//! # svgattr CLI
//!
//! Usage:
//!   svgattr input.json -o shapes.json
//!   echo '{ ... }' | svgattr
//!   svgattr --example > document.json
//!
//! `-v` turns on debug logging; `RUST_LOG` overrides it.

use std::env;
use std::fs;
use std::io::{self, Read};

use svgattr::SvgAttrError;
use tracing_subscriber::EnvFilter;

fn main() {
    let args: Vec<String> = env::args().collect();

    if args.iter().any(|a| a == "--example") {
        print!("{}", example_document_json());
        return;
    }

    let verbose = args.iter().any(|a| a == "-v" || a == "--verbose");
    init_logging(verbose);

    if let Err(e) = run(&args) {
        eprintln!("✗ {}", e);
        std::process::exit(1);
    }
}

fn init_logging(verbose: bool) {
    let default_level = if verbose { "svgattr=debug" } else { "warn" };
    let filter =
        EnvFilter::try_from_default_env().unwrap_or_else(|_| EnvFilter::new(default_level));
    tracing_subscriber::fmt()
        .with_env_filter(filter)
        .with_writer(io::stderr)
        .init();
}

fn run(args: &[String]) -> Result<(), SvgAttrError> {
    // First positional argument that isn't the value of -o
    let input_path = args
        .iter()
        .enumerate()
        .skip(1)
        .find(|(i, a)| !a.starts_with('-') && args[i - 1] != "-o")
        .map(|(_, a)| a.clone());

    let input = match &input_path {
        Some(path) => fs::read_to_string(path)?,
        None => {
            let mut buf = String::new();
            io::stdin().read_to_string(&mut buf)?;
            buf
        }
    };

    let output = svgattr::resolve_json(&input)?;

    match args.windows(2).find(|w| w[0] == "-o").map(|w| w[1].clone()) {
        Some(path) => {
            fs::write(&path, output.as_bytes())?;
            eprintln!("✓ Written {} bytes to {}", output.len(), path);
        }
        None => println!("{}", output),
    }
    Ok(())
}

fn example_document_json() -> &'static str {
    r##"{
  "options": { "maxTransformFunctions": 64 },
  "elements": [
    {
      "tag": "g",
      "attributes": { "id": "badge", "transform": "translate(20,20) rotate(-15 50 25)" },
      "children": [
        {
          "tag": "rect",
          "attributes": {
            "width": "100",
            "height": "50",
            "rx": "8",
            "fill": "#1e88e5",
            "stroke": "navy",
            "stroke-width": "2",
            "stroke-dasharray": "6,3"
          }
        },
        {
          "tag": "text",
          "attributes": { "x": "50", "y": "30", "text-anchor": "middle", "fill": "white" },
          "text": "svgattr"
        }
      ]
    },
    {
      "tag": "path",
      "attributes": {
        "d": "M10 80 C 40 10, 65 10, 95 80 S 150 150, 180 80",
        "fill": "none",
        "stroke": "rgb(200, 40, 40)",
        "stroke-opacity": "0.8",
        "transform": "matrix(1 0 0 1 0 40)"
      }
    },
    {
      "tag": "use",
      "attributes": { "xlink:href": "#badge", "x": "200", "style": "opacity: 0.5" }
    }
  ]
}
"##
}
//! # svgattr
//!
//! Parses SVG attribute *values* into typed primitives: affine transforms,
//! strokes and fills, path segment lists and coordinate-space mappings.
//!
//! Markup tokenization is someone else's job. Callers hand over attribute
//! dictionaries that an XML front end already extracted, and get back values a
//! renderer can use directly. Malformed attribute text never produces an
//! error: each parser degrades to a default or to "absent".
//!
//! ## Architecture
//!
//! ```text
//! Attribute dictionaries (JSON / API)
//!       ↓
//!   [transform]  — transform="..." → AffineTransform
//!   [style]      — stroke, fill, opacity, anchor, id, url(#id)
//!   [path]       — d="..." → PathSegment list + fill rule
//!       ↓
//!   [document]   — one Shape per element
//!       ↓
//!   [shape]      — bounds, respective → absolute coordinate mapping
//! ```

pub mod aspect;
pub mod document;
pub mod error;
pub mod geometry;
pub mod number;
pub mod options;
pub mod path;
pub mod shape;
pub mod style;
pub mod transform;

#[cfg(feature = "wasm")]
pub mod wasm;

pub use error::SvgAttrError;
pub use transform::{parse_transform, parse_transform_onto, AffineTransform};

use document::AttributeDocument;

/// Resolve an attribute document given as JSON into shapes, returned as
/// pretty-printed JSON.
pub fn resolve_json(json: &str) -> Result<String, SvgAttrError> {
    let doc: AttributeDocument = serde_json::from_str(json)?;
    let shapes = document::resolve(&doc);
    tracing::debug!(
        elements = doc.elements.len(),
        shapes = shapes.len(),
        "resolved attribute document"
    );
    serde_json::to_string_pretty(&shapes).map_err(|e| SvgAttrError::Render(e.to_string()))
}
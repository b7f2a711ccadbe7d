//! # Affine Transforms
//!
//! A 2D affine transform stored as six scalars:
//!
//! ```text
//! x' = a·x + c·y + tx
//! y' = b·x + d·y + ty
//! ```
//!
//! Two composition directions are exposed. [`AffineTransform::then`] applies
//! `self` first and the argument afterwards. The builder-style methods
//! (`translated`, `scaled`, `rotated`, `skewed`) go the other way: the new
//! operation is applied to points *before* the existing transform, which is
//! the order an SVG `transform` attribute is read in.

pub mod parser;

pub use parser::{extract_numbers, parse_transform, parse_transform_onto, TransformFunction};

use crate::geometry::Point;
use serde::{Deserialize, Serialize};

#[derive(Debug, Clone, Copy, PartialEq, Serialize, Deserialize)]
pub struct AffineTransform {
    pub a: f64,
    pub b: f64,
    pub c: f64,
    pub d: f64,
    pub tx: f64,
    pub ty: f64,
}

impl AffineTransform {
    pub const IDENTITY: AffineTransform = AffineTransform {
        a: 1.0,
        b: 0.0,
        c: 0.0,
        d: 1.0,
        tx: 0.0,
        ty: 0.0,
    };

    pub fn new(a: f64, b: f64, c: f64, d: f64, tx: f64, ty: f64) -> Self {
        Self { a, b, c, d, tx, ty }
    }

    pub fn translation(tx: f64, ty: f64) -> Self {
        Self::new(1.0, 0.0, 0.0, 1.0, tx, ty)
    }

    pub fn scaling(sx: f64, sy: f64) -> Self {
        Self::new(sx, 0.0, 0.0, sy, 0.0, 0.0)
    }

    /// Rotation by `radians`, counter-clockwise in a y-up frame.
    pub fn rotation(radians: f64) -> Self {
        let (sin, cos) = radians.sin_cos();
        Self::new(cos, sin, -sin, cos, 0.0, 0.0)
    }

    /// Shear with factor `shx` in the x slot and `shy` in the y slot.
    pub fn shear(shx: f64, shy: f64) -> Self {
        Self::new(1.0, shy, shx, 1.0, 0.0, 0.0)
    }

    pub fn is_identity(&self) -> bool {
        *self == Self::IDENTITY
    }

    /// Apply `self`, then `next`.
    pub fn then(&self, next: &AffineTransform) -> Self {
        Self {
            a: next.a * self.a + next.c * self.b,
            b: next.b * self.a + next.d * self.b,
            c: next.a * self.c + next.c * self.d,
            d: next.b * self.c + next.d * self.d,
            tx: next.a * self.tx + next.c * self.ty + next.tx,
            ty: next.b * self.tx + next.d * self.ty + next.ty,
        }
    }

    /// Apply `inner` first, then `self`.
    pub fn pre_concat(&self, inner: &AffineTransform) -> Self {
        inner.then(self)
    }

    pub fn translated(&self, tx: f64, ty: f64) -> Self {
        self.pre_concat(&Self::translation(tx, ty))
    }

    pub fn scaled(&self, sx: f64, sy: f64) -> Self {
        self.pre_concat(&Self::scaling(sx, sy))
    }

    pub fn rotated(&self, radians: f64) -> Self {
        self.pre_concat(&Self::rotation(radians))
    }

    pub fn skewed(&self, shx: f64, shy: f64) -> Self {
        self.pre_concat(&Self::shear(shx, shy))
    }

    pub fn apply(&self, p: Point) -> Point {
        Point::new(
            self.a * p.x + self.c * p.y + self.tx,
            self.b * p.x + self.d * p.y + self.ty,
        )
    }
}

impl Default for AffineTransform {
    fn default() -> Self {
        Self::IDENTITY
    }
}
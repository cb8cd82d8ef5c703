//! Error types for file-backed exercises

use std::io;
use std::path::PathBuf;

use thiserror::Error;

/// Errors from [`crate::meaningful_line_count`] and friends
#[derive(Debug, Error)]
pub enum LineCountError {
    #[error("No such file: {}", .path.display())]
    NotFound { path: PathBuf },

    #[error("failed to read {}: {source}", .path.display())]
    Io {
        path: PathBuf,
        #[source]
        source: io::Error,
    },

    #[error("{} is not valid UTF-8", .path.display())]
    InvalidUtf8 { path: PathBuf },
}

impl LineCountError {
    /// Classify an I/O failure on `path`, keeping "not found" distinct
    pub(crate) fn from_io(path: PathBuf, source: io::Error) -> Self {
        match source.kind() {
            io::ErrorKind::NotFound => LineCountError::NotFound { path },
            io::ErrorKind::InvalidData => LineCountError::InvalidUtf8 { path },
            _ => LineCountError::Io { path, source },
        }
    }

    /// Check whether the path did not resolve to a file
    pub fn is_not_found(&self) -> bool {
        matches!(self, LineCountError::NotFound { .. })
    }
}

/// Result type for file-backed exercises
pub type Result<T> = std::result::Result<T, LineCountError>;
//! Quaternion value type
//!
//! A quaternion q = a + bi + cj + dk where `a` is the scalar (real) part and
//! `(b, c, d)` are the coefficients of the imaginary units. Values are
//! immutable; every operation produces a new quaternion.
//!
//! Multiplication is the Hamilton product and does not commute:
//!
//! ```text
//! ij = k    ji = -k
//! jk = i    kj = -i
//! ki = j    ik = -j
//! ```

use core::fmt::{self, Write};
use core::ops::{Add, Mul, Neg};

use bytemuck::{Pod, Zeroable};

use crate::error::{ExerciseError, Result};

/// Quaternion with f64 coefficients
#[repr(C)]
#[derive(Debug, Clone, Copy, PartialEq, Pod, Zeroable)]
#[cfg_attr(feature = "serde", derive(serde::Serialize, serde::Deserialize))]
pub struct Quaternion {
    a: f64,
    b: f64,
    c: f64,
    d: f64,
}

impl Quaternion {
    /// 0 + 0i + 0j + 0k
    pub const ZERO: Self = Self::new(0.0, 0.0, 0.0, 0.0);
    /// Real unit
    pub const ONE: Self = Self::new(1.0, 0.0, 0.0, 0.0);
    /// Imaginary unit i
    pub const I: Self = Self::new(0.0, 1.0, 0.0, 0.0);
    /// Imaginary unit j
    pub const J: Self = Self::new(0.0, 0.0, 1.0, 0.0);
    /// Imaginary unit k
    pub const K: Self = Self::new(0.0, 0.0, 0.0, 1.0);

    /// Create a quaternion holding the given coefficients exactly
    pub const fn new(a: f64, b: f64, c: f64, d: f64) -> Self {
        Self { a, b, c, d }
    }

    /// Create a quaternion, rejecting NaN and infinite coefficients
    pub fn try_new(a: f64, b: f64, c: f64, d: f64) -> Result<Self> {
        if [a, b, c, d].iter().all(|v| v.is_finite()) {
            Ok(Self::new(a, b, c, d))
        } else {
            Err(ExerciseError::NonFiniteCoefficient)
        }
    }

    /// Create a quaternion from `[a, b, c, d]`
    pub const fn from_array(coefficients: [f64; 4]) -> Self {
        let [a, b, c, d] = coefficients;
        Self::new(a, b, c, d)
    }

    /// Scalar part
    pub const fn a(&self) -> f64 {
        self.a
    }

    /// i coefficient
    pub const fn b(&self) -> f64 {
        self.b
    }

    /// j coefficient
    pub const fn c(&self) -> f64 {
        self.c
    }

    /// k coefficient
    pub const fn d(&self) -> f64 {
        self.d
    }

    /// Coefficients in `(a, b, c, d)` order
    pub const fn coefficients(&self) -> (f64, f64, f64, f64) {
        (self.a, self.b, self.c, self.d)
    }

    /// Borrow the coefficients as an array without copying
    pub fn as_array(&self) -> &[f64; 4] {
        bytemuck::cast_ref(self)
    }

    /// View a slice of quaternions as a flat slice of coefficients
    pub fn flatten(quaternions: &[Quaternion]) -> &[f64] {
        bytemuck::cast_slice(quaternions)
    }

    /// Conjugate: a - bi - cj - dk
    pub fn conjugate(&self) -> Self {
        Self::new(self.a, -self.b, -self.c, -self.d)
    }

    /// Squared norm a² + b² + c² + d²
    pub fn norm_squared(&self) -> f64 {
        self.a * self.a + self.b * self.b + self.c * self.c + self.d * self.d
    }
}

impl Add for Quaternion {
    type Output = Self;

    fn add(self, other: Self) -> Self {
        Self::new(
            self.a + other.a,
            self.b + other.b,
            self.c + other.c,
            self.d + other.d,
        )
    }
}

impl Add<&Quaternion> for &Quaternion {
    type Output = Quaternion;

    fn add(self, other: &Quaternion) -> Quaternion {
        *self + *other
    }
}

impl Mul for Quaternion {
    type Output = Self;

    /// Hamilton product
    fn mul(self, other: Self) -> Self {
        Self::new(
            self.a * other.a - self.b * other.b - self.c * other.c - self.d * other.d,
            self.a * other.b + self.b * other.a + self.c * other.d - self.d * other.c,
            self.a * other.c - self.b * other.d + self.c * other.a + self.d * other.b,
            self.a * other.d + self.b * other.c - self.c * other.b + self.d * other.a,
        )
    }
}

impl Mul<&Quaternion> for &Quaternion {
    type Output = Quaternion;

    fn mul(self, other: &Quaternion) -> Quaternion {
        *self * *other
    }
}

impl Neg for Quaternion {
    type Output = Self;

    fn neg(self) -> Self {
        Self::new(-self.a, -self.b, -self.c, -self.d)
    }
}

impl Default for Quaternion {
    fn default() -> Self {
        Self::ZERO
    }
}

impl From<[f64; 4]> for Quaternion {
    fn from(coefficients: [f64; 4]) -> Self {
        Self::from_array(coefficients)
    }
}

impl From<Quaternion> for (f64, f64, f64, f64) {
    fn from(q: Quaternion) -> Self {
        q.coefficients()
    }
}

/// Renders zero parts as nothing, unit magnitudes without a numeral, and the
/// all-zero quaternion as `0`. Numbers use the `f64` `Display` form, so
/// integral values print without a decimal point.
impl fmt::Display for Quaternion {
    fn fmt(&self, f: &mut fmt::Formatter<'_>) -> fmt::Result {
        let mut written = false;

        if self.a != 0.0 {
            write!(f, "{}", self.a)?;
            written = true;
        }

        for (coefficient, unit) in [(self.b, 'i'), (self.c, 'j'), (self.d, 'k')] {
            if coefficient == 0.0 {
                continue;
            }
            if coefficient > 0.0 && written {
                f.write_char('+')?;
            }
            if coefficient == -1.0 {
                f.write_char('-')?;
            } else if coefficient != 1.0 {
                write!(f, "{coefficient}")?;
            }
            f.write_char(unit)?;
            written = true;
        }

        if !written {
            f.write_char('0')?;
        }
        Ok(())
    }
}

:::

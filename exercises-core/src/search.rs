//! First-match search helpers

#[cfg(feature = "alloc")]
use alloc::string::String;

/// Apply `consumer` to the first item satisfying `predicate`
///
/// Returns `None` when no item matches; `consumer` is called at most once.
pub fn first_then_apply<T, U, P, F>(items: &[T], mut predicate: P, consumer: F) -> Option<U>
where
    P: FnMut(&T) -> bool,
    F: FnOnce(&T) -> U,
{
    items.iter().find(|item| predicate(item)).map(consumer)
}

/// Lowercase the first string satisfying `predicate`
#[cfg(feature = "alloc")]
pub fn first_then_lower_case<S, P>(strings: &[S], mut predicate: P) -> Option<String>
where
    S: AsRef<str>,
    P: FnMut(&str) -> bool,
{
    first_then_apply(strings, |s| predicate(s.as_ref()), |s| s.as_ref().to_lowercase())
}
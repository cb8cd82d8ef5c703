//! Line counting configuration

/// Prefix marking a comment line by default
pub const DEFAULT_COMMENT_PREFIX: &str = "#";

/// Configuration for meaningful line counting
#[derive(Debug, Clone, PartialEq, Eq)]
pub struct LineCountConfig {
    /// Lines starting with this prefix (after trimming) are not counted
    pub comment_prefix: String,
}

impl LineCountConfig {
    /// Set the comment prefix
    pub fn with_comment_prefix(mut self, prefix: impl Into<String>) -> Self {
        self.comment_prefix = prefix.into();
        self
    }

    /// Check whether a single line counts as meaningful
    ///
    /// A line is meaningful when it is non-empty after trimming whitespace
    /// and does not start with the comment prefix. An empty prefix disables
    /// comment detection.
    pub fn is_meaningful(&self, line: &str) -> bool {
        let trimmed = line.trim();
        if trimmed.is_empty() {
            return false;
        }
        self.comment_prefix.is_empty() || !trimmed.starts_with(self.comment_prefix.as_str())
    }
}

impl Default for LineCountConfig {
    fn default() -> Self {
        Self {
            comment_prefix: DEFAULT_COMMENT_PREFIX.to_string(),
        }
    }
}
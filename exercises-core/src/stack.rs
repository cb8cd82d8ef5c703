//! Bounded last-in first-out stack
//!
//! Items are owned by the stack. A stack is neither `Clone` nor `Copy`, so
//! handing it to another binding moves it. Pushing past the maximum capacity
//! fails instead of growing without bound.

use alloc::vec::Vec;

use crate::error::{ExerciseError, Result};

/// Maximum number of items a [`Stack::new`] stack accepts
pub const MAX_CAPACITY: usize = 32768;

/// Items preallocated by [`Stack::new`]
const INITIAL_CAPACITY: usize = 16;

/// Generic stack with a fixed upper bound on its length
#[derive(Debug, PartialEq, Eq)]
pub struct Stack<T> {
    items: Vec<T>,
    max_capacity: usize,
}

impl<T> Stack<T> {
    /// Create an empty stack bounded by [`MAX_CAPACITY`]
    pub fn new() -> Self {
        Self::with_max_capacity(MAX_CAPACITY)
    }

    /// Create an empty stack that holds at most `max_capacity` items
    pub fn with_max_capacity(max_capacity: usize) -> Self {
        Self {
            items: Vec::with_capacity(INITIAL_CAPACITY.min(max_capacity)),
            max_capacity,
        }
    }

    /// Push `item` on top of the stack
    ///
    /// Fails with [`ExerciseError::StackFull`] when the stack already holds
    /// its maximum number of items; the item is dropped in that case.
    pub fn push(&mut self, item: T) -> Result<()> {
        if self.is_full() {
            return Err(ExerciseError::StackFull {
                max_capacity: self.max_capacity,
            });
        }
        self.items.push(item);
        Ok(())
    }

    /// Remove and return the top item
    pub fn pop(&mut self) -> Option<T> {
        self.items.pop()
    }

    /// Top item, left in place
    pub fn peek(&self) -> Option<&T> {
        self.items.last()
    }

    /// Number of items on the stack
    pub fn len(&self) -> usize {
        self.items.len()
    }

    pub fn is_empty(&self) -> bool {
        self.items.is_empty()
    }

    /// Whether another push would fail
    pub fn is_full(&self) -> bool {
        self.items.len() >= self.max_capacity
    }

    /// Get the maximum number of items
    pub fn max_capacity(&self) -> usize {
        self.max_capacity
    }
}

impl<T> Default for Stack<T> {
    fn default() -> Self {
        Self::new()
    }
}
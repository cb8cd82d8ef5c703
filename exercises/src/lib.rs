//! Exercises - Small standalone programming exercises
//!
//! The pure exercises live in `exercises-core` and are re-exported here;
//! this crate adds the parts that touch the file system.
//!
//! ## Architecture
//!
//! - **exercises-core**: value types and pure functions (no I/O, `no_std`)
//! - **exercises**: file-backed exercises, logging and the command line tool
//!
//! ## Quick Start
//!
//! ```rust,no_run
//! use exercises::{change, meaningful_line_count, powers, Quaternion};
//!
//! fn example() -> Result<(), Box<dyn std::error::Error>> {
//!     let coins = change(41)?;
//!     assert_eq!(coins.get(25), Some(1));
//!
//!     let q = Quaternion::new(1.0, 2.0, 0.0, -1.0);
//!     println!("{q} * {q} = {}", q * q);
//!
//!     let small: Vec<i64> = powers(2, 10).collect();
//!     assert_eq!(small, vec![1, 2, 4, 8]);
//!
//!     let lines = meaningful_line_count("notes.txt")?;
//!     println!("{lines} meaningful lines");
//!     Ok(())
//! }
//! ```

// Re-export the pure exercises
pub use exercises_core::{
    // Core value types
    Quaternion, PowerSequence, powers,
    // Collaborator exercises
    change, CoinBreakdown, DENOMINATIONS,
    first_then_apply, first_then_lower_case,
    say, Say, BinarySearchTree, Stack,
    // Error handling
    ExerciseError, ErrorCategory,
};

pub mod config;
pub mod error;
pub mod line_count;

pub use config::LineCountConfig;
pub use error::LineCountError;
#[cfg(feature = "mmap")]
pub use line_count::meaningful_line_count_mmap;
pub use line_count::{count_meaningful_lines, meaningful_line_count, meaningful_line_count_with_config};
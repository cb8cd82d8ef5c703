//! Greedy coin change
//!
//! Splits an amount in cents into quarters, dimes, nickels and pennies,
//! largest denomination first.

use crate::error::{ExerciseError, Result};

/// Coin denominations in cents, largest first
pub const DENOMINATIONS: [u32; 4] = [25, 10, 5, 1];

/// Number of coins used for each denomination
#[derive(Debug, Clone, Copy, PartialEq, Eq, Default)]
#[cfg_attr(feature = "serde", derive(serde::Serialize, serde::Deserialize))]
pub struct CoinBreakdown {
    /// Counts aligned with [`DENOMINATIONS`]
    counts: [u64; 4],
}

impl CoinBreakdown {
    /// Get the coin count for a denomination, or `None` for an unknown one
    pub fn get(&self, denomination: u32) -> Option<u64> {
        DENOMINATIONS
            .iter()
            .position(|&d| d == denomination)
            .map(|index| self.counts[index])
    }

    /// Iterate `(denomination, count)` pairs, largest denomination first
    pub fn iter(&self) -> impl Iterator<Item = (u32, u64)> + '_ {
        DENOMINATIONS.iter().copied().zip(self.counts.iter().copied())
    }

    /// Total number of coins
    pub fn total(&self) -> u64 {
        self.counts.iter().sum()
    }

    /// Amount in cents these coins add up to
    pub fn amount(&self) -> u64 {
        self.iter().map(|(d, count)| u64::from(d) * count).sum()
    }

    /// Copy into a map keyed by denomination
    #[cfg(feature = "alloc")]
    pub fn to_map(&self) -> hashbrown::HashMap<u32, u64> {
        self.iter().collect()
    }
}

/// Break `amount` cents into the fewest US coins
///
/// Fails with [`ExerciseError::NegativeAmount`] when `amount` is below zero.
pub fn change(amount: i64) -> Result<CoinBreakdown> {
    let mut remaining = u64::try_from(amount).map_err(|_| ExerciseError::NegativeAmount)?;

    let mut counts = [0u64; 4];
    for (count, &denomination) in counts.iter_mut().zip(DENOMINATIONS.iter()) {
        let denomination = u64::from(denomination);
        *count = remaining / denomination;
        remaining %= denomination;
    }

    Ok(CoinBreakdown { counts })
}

:::

#### [WHAT NEEDS TO BE DONE]
Retype, exactly and in full, the lines above from the one containing "Imaginary unit i" through the one containing "given coefficients exactly".

#### [EXPECTED ANSWER]
    /// Imaginary unit i
    pub const I: Self = Self::new(0.0, 1.0, 0.0, 0.0);
    /// Imaginary unit j
    pub const J: Self = Self::new(0.0, 0.0, 1.0, 0.0);
    /// Imaginary unit k
    pub const K: Self = Self::new(0.0, 0.0, 0.0, 1.0);

    /// Create a quaternion holding the given coefficients exactly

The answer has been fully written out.